START Extracted entries

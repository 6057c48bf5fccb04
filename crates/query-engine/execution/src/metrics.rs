//! Metrics setup and update for our connector.

use prometheus::{IntCounter, Registry};

#[derive(Debug, Clone)]
pub struct Metrics {
    query_total: IntCounter,
    query_target_total: IntCounter,
    backend_request_total: IntCounter,
    backend_request_failure_total: IntCounter,
    health_check_total: IntCounter,
    health_check_failure_total: IntCounter,
}

impl Metrics {
    /// Set up counters and gauges used to produce Prometheus metrics
    pub fn initialize(metrics_registry: &mut Registry) -> Result<Self, prometheus::Error> {
        let query_total = add_int_counter_metric(
            metrics_registry,
            "nodegraph_query_total",
            "Total successful queries.",
        )?;

        let query_target_total = add_int_counter_metric(
            metrics_registry,
            "nodegraph_query_target_total",
            "Total query targets executed, including those whose result is not returned.",
        )?;

        let backend_request_total = add_int_counter_metric(
            metrics_registry,
            "nodegraph_backend_request_total",
            "Total requests sent to the graph API.",
        )?;

        let backend_request_failure_total = add_int_counter_metric(
            metrics_registry,
            "nodegraph_backend_request_failure_total",
            "Total requests to the graph API that failed or returned an error status.",
        )?;

        let health_check_total = add_int_counter_metric(
            metrics_registry,
            "nodegraph_health_check_total",
            "Total connection tests.",
        )?;

        let health_check_failure_total = add_int_counter_metric(
            metrics_registry,
            "nodegraph_health_check_failure_total",
            "Total connection tests that reported an error.",
        )?;

        Ok(Self {
            query_total,
            query_target_total,
            backend_request_total,
            backend_request_failure_total,
            health_check_total,
            health_check_failure_total,
        })
    }

    pub fn record_successful_query(&self) {
        self.query_total.inc();
    }

    pub fn record_query_target(&self) {
        self.query_target_total.inc();
    }

    pub fn record_backend_request(&self, succeeded: bool) {
        self.backend_request_total.inc();
        if !succeeded {
            self.backend_request_failure_total.inc();
        }
    }

    pub fn record_health_check(&self, succeeded: bool) {
        self.health_check_total.inc();
        if !succeeded {
            self.health_check_failure_total.inc();
        }
    }
}

/// Create a new int counter metric and register it with the provided Prometheus Registry
fn add_int_counter_metric(
    metrics_registry: &mut Registry,
    metric_name: &str,
    metric_description: &str,
) -> Result<IntCounter, prometheus::Error> {
    let int_counter =
        IntCounter::with_opts(prometheus::Opts::new(metric_name, metric_description))?;
    metrics_registry.register(Box::new(int_counter.clone()))?;
    Ok(int_counter)
}

#[cfg(test)]
mod tests {
    use super::*;

    #[test]
    fn counts_failures_separately() {
        let mut registry = Registry::new();
        let metrics = Metrics::initialize(&mut registry).unwrap();

        metrics.record_backend_request(true);
        metrics.record_backend_request(false);
        metrics.record_health_check(false);

        assert_eq!(metrics.backend_request_total.get(), 2);
        assert_eq!(metrics.backend_request_failure_total.get(), 1);
        assert_eq!(metrics.health_check_total.get(), 1);
        assert_eq!(metrics.health_check_failure_total.get(), 1);
        assert_eq!(registry.gather().len(), 6);
    }

    #[test]
    fn cannot_register_twice() {
        let mut registry = Registry::new();
        Metrics::initialize(&mut registry).unwrap();

        assert!(Metrics::initialize(&mut registry).is_err());
    }
}
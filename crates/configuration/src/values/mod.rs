mod api_url;
mod secret;

pub use api_url::ApiUrl;
pub use secret::Secret;
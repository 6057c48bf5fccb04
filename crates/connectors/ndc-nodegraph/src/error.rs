//! Errors returned by the data source.

use nodegraph_configuration::error::{MakeRuntimeConfigurationError, ParseConfigurationError};
use query_engine_execution::error::RequestError;

use crate::state::InitializationError;

/// A query that could not be answered.
#[derive(Debug, thiserror::Error)]
pub enum QueryError {
    #[error(transparent)]
    Request(#[from] RequestError),
    #[error("query target task failed: {0}")]
    TaskFailed(String),
}

/// Failure to get the data source ready to serve.
#[derive(Debug, thiserror::Error)]
pub enum SetupError {
    #[error("invalid configuration: {0}")]
    ParseConfiguration(#[from] ParseConfigurationError),
    #[error("invalid configuration: {0}")]
    MakeRuntimeConfiguration(#[from] MakeRuntimeConfigurationError),
    #[error(transparent)]
    Initialization(#[from] InitializationError),
}
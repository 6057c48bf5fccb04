//! Query execution against the graph API.

pub mod backend;
pub mod error;
pub mod metrics;
pub mod query;
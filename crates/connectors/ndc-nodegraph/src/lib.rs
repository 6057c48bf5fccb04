//! A data source serving node graph frames from a graph API.

pub mod connector;
pub mod error;
pub mod health;
pub mod models;
pub mod query;
pub mod server;
pub mod state;
//! Implement the query flow: one task per target, graph frames out.

use std::sync::Arc;

use tracing::{info_span, Instrument};

use query_engine_execution::query::{self as execution, GraphResponse};
use query_engine_translation::translation::frames::{graph_frames, GraphFrames};
use query_engine_translation::translation::template::{interpolate, ScopedVars};

use crate::error::QueryError;
use crate::models::{QueryRequest, QueryResponse, QueryTarget};
use crate::state::State;

/// Execute a query request.
///
/// Every target is executed, concurrently, but only the frames of the first target are
/// returned. Failures of the other targets are logged and dropped.
pub async fn query(state: &State, request: QueryRequest) -> Result<QueryResponse, QueryError> {
    let QueryRequest {
        targets,
        scoped_vars,
    } = request;
    let scoped_vars = Arc::new(scoped_vars);

    let tasks: Vec<_> = targets
        .into_iter()
        .map(|target| {
            let state = state.clone();
            let scoped_vars = Arc::clone(&scoped_vars);
            let span = info_span!("Execute target", ref_id = %target.ref_id);
            tokio::spawn(
                async move { execute_target(&state, target, &scoped_vars).await }.instrument(span),
            )
        })
        .collect();

    // wait for every target before looking at the results
    let mut results = Vec::with_capacity(tasks.len());
    for task in tasks {
        results.push(match task.await {
            Ok(result) => result,
            Err(join_error) => Err(QueryError::TaskFailed(join_error.to_string())),
        });
    }

    let mut results = results.into_iter();
    let Some(first) = results.next() else {
        return Ok(QueryResponse { data: vec![] });
    };

    for (index, result) in results.enumerate() {
        if let Err(error) = result {
            tracing::warn!(
                target_index = index + 1,
                error = %error,
                "query target failed; its result would have been discarded anyway"
            );
        }
    }

    let frames = first?;
    state.metrics.record_successful_query();

    Ok(QueryResponse {
        data: frames.into(),
    })
}

/// Execute a single target: resolve its variables, fetch fields and data, build the frames.
pub async fn execute_target(
    state: &State,
    target: QueryTarget,
    scoped_vars: &ScopedVars,
) -> Result<GraphFrames, QueryError> {
    state.metrics.record_query_target();

    let resolved_query = interpolate(&target.query_text, scoped_vars);
    tracing::debug!(query = %resolved_query, "resolved query text");

    let GraphResponse { fields, data } =
        execution::fetch_graph(&state.backend, &state.metrics, &resolved_query)
            .instrument(info_span!("Fetch graph"))
            .await?;

    Ok(graph_frames(&target.ref_id, fields, data))
}
use schemars::JsonSchema;
use serde::{Deserialize, Serialize};

use super::Secret;

/// Base URL of the graph API, or of the proxy placed in front of it.
#[derive(Debug, Clone, PartialEq, Eq, Deserialize, Serialize, JsonSchema)]
pub struct ApiUrl(pub Secret);

impl From<String> for ApiUrl {
    fn from(value: String) -> Self {
        Self(value.into())
    }
}

impl From<&str> for ApiUrl {
    fn from(value: &str) -> Self {
        Self::from(value.to_string())
    }
}
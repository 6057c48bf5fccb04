//! Errors that can be thrown when processing configuration.

use std::path::PathBuf;

/// The errors that can be thrown when parsing a configuration directory.
#[derive(Debug, thiserror::Error)]
pub enum ParseConfigurationError {
    #[error("parse error on {}:{line}:{column}: {message}", .file_path.display())]
    ParseError {
        file_path: PathBuf,
        line: usize,
        column: usize,
        message: String,
    },
    #[error("empty url in {}", .file_path.display())]
    EmptyUrl { file_path: PathBuf },
    #[error("did not find expected version tag (\"version\") in {}", .0.display())]
    DidNotFindExpectedVersionTag(PathBuf),
    #[error("unsupported configuration version {version} in {}", .file_path.display())]
    UnsupportedVersion { file_path: PathBuf, version: String },

    #[error("I/O error: {0}")]
    IoErrorButStringified(String),
    #[error("I/O error: {0}")]
    IoError(#[from] std::io::Error),
}

/// The errors that can be thrown when turning a parsed configuration into a runtime one.
#[derive(Debug, thiserror::Error)]
pub enum MakeRuntimeConfigurationError {
    #[error("missing environment variable when processing {}: {message}", .file_path.display())]
    MissingEnvironmentVariable { file_path: PathBuf, message: String },
    #[error("invalid url \"{url}\": {message}")]
    InvalidUrl { url: String, message: String },
}

/// The errors that can be thrown when writing a configuration directory.
#[derive(Debug, thiserror::Error)]
pub enum WriteParsedConfigurationError {
    #[error("unable to serialize configuration: {0}")]
    SerializationError(#[from] serde_json::Error),
    #[error("I/O error: {0}")]
    IoError(#[from] std::io::Error),
}
use std::fs;
use std::path::PathBuf;

use query_engine_metadata::metadata::{DataFrame, GraphData, GraphFields};
use query_engine_translation::translation::frames::graph_frames;

/// Build the frames of a golden file directory, and read the frames we expect from it.
pub fn test_translation(testname: &str) -> (Vec<DataFrame>, Vec<DataFrame>) {
    let directory = PathBuf::from(env!("CARGO_MANIFEST_DIR"))
        .join("tests/goldenfiles")
        .join(testname);

    let fields: GraphFields = read_json(&directory, "fields.json");
    let data: GraphData = read_json(&directory, "data.json");
    let expected: Vec<DataFrame> = read_json(&directory, "expected.json");

    (graph_frames("A", fields, data).into(), expected)
}

fn read_json<T: serde::de::DeserializeOwned>(directory: &std::path::Path, file: &str) -> T {
    let path = directory.join(file);
    let contents = fs::read_to_string(&path)
        .unwrap_or_else(|err| panic!("unable to read {}: {err}", path.display()));
    serde_json::from_str(&contents)
        .unwrap_or_else(|err| panic!("unable to parse {}: {err}", path.display()))
}
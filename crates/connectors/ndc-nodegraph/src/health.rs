//! Health check endpoint for the connector.

use query_engine_execution::error::RequestError;
use query_engine_execution::query;

use crate::models::TestDataSourceResponse;
use crate::state::State;

pub const SUCCESS_MESSAGE: &str = "Success";
pub const DEFAULT_ERROR_MESSAGE: &str = "Cannot connect to API";

/// Check that the graph API can be reached.
///
/// Only a 200 counts as healthy. Failures are reported in the response, never returned.
pub async fn health_check(state: &State) -> TestDataSourceResponse {
    let response = match query::fetch_health(&state.backend, &state.metrics).await {
        Ok(response) if response.is_ok() => TestDataSourceResponse::success(SUCCESS_MESSAGE),
        Ok(response) => TestDataSourceResponse::error(
            response.status_text().unwrap_or(DEFAULT_ERROR_MESSAGE),
        ),
        Err(error) => {
            tracing::warn!(error = %error, status = ?error.status(), "health check failed");
            TestDataSourceResponse::error(error_message(&error))
        }
    };

    state.metrics.record_health_check(response.is_success());
    response
}

/// The message shown to the user for a failed health check.
pub fn error_message(error: &RequestError) -> String {
    match error {
        RequestError::Structured {
            status_text,
            code,
            message,
            ..
        } => format!(
            "{}: {code}. {message}",
            status_text.as_deref().unwrap_or(DEFAULT_ERROR_MESSAGE)
        ),
        RequestError::HttpStatus { status_text, .. } => status_text
            .clone()
            .unwrap_or_else(|| DEFAULT_ERROR_MESSAGE.to_string()),
        RequestError::Unknown(message) => message.clone(),
        RequestError::Transport(_) | RequestError::Decode { .. } => {
            DEFAULT_ERROR_MESSAGE.to_string()
        }
    }
}
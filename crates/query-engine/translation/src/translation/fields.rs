//! Translate field descriptors into frame fields.

use query_engine_metadata::metadata::{
    Field, FieldColor, FieldConfig, FieldDescriptor, FieldKind, FieldType,
};

/// Map every descriptor to a field, keeping their order.
pub fn map_fields(descriptors: Vec<FieldDescriptor>) -> Vec<Field> {
    descriptors.into_iter().map(map_field).collect()
}

/// Map a single descriptor. Config entries are only set for metadata the descriptor carries.
pub fn map_field(descriptor: FieldDescriptor) -> Field {
    let FieldDescriptor {
        field_name,
        kind,
        color,
        display_name,
        links,
    } = descriptor;

    Field {
        name: field_name,
        field_type: match kind {
            FieldKind::Number => FieldType::Number,
            FieldKind::String => FieldType::String,
        },
        config: FieldConfig {
            color: color.map(FieldColor::fixed),
            display_name,
            links,
        },
    }
}
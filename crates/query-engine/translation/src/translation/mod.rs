//! Translate graph API responses into node graph frames.

pub mod fields;
pub mod frames;
pub mod template;
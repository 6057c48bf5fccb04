//! Errors for calls to the graph API.

use reqwest::StatusCode;
use serde::Deserialize;
use serde_json::Value;

/// The ways a call to the graph API can fail.
///
/// The kind is decided where the call is made, so callers can react to it without inspecting
/// the underlying transport error.
#[derive(Debug, thiserror::Error)]
pub enum RequestError {
    /// The request never produced a response: connection refused, DNS failure, timeout.
    #[error("unable to reach the graph API: {0}")]
    Transport(#[source] reqwest::Error),
    /// A non-2xx response without a structured error body.
    #[error("graph API responded with {status}")]
    HttpStatus {
        status: StatusCode,
        status_text: Option<String>,
    },
    /// A non-2xx response with an `{"error": {"code", "message"}}` body.
    #[error("graph API responded with {status}: {code}. {message}")]
    Structured {
        status: StatusCode,
        status_text: Option<String>,
        code: String,
        message: String,
    },
    /// A successful response whose body does not have the expected shape.
    #[error("unexpected response from {endpoint}: {source}")]
    Decode {
        endpoint: String,
        #[source]
        source: serde_json::Error,
    },
    /// A failure only known by its description.
    #[error("{0}")]
    Unknown(String),
}

#[derive(Deserialize)]
struct ErrorBody {
    error: Option<ErrorDetail>,
}

#[derive(Deserialize)]
struct ErrorDetail {
    #[serde(default)]
    code: Value,
    #[serde(default)]
    message: Value,
}

impl RequestError {
    /// Classify an error returned by the HTTP client.
    pub fn from_client(error: reqwest::Error) -> Self {
        if error.is_builder() {
            RequestError::Unknown(error.to_string())
        } else {
            RequestError::Transport(error)
        }
    }

    /// Classify a non-2xx response from its status and body.
    pub fn from_response(status: StatusCode, body: &[u8]) -> Self {
        let status_text = status.canonical_reason().map(ToString::to_string);

        let detail = serde_json::from_slice::<ErrorBody>(body)
            .ok()
            .and_then(|body| body.error)
            .filter(|detail| is_set(&detail.code) && is_set(&detail.message));

        match detail {
            Some(ErrorDetail { code, message }) => RequestError::Structured {
                status,
                status_text,
                code: display(code),
                message: display(message),
            },
            None => RequestError::HttpStatus {
                status,
                status_text,
            },
        }
    }

    /// The HTTP reason phrase of the failed response, if there was one.
    pub fn status_text(&self) -> Option<&str> {
        match self {
            RequestError::HttpStatus { status_text, .. }
            | RequestError::Structured { status_text, .. } => status_text.as_deref(),
            RequestError::Transport(_)
            | RequestError::Decode { .. }
            | RequestError::Unknown(_) => None,
        }
    }

    pub fn status(&self) -> Option<StatusCode> {
        match self {
            RequestError::HttpStatus { status, .. } | RequestError::Structured { status, .. } => {
                Some(*status)
            }
            RequestError::Transport(error) => error.status(),
            RequestError::Decode { .. } | RequestError::Unknown(_) => None,
        }
    }
}

/// Whether a JSON value counts as present: empty strings, zero, `false` and `null` do not.
fn is_set(value: &Value) -> bool {
    match value {
        Value::Null => false,
        Value::Bool(flag) => *flag,
        Value::Number(number) => number.as_f64().map_or(true, |number| number != 0.0),
        Value::String(text) => !text.is_empty(),
        Value::Array(_) | Value::Object(_) => true,
    }
}

fn display(value: Value) -> String {
    match value {
        Value::String(text) => text,
        other => other.to_string(),
    }
}

#[cfg(test)]
mod tests {
    use super::*;

    #[test]
    fn structured_body_is_recognised() {
        let error = RequestError::from_response(
            StatusCode::INTERNAL_SERVER_ERROR,
            br#"{"error": {"code": 500, "message": "Internal error"}}"#,
        );

        match error {
            RequestError::Structured {
                status_text,
                code,
                message,
                ..
            } => {
                assert_eq!(status_text.as_deref(), Some("Internal Server Error"));
                assert_eq!(code, "500");
                assert_eq!(message, "Internal error");
            }
            other => panic!("expected a structured error, got {other:?}"),
        }
    }

    #[test]
    fn string_codes_are_kept_as_written() {
        let error = RequestError::from_response(
            StatusCode::BAD_REQUEST,
            br#"{"error": {"code": "E_QUERY", "message": "bad query"}}"#,
        );

        assert_eq!(
            error.to_string(),
            "graph API responded with 400 Bad Request: E_QUERY. bad query"
        );
    }

    #[test]
    fn incomplete_bodies_fall_back_to_the_status() {
        let bodies: [&[u8]; 6] = [
            b"not json",
            br#"{"message": "no error key"}"#,
            br#"{"error": {"code": 0, "message": "zero code"}}"#,
            br#"{"error": {"code": 503, "message": ""}}"#,
            br#"{"error": {"code": 503}}"#,
            b"",
        ];
        for body in bodies {
            let error = RequestError::from_response(StatusCode::SERVICE_UNAVAILABLE, body);
            assert!(
                matches!(error, RequestError::HttpStatus { .. }),
                "body {:?} gave {error:?}",
                String::from_utf8_lossy(body)
            );
            assert_eq!(error.status_text(), Some("Service Unavailable"));
            assert_eq!(error.status(), Some(StatusCode::SERVICE_UNAVAILABLE));
        }
    }

    #[test]
    fn unknown_errors_have_no_status_text() {
        let error = RequestError::Unknown("relative URL without a base".to_string());

        assert_eq!(error.status_text(), None);
        assert_eq!(error.to_string(), "relative URL without a base");
    }
}
pub mod configuration;
pub mod environment;
pub mod error;
pub mod to_runtime_configuration;
pub mod values;
pub mod version1;

pub use configuration::Configuration;
pub use values::ApiUrl;
pub use version1::{
    parse_configuration, write_parsed_configuration, ParsedConfiguration,
    CONFIGURATION_FILENAME, CONFIGURATION_JSONSCHEMA_FILENAME,
};

pub use to_runtime_configuration::make_runtime_configuration;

END Extracted entries

Could you return every line from the entries above in which the string "GraphFrames" occurs?

use query_engine_translation::translation::frames::{graph_frames, GraphFrames};
) -> Result<GraphFrames, QueryError> {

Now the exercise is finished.